— Your goal —
Go through the listing and copy each line with the string "ReaderTask".

──────

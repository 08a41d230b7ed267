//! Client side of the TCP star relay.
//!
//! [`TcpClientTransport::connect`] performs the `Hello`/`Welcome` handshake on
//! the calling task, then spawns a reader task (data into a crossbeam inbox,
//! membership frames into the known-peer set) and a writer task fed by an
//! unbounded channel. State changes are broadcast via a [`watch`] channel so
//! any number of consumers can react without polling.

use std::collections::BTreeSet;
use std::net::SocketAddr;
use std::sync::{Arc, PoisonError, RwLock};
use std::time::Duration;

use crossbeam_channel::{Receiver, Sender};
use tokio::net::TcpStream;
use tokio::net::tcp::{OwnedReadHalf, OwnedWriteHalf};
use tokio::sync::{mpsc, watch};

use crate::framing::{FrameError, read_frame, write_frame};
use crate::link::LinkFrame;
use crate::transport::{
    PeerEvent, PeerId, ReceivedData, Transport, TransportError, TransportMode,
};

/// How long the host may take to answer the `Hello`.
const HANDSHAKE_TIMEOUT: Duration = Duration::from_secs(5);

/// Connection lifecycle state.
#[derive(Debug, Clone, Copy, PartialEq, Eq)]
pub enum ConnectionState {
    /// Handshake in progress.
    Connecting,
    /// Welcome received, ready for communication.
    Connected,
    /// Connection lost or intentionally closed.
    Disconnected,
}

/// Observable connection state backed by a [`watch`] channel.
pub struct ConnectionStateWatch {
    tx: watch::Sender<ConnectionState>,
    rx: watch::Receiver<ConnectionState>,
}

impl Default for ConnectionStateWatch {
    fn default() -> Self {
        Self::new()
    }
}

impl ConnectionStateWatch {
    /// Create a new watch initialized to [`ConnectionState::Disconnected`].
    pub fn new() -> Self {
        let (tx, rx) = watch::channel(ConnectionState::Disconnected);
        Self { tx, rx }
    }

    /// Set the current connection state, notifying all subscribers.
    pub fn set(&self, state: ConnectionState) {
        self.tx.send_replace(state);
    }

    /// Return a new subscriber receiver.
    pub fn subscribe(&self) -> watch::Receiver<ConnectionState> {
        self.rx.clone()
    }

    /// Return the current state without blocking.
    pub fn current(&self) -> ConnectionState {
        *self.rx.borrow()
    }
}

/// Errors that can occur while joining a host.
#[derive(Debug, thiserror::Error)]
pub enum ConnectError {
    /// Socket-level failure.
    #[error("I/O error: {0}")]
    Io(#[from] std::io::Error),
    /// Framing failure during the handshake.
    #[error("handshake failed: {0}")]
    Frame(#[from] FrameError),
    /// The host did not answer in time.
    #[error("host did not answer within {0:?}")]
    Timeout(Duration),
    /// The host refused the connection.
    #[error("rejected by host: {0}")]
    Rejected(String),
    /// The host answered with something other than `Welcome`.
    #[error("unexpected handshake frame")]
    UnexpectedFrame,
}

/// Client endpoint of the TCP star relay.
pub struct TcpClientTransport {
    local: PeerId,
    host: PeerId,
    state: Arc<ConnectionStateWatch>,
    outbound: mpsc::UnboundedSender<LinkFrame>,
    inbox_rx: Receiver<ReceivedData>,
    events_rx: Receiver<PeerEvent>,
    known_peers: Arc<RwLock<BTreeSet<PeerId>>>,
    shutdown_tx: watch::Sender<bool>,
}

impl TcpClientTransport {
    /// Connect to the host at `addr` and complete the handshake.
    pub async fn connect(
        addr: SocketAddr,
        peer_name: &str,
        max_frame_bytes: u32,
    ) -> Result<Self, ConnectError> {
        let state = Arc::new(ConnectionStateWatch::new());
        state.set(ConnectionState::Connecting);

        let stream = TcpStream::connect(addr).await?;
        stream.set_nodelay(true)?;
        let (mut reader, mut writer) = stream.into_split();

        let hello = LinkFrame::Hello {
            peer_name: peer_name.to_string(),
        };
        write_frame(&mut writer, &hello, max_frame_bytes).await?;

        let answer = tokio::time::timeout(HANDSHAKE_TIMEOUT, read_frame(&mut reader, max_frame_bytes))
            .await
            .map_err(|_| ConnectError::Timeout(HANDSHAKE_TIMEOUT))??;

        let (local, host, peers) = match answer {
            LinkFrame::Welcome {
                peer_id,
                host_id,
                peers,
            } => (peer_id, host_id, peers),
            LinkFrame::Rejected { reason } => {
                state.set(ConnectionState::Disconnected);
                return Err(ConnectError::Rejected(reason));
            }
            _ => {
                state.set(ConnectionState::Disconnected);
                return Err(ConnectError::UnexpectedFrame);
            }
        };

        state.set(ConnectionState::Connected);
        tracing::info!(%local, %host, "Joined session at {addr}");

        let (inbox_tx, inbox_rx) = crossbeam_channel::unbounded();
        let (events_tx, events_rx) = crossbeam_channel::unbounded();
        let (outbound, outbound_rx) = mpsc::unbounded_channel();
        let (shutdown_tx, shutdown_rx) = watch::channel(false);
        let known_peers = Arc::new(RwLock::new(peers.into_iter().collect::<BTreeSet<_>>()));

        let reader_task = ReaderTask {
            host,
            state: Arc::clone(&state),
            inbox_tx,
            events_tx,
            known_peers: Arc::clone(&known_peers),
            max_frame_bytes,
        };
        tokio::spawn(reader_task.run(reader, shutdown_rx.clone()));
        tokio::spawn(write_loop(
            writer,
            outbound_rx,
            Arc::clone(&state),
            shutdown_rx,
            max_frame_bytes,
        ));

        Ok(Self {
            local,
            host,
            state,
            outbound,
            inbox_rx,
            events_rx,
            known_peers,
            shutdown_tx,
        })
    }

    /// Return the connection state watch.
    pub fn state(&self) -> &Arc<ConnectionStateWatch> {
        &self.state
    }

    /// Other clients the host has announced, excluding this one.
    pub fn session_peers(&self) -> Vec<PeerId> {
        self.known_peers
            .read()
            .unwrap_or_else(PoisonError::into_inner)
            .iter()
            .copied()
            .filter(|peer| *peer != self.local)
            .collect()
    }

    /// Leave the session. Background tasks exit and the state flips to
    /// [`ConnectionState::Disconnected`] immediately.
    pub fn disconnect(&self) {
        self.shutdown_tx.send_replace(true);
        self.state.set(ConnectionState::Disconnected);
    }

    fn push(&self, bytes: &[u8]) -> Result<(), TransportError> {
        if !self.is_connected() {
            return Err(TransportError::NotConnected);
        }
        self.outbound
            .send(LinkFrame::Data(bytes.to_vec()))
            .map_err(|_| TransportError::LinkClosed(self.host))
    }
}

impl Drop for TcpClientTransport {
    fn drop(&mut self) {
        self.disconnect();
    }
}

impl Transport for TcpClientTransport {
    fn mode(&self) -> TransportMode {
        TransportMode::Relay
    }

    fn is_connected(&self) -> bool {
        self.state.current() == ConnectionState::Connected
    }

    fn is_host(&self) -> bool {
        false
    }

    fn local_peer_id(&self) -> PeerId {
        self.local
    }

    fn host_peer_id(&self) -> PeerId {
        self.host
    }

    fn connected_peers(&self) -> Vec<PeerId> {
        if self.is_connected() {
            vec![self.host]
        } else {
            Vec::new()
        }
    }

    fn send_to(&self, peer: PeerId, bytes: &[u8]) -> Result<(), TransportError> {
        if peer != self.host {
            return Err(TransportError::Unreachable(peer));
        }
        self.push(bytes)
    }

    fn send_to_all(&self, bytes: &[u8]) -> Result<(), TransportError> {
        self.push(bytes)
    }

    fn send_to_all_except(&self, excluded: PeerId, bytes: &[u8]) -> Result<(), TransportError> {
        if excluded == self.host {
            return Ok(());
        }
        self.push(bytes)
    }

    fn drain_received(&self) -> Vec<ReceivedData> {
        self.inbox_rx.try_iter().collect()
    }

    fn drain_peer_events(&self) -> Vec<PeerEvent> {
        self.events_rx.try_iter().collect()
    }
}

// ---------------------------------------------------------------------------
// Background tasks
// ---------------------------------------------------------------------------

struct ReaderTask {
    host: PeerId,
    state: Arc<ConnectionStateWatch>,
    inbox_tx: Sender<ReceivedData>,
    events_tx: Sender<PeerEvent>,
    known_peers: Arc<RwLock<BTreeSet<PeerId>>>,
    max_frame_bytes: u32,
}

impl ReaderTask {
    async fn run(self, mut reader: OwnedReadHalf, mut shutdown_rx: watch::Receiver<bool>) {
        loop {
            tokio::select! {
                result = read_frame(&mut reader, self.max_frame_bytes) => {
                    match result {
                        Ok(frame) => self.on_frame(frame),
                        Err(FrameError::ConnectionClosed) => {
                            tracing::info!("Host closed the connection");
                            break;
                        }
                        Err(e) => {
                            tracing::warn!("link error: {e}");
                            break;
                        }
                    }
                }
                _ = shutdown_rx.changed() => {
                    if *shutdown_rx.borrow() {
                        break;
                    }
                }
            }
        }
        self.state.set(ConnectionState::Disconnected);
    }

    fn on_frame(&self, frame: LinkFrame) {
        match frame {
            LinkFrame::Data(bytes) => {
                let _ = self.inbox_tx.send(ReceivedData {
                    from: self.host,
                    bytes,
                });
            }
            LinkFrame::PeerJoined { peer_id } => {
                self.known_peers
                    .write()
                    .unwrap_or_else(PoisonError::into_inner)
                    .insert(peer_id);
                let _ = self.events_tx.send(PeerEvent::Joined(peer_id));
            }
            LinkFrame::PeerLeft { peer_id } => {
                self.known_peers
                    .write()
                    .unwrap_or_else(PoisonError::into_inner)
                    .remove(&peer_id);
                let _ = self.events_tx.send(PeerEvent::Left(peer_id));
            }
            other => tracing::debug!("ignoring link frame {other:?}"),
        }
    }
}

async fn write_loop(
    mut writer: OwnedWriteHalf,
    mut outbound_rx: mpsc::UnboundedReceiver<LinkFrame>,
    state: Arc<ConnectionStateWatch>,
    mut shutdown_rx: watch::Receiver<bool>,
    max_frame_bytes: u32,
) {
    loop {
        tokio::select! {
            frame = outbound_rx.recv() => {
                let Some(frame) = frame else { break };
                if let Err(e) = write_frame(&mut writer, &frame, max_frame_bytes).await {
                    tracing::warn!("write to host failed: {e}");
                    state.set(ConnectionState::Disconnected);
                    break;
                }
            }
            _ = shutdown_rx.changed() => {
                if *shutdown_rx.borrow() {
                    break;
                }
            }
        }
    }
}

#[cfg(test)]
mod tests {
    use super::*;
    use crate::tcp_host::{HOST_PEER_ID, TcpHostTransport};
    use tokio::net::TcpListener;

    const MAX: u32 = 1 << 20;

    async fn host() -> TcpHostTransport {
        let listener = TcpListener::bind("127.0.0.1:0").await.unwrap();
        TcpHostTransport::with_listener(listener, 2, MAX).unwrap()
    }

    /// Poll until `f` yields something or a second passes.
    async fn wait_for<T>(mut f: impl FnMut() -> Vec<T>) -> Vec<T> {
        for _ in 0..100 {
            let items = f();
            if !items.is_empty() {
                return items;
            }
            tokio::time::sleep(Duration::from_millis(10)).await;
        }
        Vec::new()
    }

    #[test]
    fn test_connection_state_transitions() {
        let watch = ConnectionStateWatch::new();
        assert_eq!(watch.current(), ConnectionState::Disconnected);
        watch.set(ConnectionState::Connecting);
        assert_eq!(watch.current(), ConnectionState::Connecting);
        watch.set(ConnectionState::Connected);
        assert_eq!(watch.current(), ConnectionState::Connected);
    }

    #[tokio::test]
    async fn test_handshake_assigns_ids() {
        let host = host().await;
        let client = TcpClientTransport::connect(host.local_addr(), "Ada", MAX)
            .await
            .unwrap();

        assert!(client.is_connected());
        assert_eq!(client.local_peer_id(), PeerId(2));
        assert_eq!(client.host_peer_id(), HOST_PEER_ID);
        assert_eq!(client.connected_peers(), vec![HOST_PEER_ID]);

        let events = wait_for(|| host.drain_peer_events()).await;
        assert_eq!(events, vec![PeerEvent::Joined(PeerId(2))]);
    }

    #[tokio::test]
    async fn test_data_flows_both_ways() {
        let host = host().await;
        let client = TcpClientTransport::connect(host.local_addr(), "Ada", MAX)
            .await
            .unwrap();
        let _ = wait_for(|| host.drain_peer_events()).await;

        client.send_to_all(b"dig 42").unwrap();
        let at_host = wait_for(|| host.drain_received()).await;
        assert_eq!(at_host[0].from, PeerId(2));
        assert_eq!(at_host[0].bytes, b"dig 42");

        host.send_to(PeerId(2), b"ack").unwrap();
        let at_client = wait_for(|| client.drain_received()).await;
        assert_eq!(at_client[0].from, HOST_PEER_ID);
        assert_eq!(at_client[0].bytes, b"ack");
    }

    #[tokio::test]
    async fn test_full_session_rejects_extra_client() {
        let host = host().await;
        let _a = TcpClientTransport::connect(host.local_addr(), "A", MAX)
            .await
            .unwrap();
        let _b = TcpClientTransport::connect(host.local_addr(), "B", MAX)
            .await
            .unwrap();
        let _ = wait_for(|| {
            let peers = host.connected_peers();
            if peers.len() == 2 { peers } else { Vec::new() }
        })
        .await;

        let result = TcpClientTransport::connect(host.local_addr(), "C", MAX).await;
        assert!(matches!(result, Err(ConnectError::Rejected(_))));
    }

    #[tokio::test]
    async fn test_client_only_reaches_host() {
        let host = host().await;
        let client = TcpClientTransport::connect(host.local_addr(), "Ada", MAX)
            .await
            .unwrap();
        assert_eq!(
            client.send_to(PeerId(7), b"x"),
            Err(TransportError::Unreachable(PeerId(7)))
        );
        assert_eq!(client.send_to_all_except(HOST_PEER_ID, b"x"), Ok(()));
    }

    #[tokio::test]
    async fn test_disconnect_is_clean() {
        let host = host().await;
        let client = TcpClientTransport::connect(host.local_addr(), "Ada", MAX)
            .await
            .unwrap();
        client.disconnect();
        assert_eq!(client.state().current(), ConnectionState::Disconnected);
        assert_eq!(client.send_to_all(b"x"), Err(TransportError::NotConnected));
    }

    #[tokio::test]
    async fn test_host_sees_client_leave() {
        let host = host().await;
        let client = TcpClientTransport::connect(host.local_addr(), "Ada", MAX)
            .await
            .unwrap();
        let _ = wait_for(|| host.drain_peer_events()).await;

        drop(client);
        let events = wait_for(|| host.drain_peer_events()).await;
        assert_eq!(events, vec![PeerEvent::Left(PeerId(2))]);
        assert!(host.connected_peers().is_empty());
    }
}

──────

— Answer to the exercise —
        let reader_task = ReaderTask {
struct ReaderTask {
impl ReaderTask {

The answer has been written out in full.